(Records from a dataset)
Content starts
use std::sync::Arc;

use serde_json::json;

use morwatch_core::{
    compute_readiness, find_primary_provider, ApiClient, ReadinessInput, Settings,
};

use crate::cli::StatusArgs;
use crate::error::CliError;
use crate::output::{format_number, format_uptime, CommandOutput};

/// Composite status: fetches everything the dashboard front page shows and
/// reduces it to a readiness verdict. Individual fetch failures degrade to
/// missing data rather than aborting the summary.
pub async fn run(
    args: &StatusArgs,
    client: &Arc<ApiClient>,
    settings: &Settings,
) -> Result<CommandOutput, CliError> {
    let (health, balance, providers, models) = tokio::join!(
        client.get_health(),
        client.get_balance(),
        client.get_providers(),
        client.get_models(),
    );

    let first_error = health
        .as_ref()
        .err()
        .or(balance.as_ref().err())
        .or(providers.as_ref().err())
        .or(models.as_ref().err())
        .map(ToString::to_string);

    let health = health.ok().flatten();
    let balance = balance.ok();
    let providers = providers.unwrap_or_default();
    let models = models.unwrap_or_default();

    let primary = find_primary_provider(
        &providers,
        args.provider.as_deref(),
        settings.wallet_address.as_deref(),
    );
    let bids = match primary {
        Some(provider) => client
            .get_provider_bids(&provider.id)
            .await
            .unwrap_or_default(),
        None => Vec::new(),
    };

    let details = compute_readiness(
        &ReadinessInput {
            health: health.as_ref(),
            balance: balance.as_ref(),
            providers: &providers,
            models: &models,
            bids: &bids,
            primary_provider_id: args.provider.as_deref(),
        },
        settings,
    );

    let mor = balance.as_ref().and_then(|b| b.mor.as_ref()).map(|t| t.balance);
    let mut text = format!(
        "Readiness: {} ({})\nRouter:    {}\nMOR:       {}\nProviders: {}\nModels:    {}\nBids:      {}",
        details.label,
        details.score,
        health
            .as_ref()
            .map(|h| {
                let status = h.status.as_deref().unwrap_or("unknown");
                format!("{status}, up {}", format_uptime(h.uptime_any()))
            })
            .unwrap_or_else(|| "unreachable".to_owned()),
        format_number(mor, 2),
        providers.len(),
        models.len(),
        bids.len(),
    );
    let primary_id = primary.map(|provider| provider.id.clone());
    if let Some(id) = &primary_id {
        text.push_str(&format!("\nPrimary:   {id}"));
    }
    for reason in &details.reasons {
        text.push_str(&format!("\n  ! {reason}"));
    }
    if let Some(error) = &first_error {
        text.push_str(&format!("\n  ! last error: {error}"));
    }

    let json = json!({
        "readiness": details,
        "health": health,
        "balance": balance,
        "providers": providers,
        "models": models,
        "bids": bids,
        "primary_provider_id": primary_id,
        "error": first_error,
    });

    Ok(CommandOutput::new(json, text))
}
Content ends
__Task objective__: Which of the lines above mention the word "ReadinessInput"? Pull those lines out.

__Output for this task__:
    compute_readiness, find_primary_provider, ApiClient, ReadinessInput, Settings,
        &ReadinessInput {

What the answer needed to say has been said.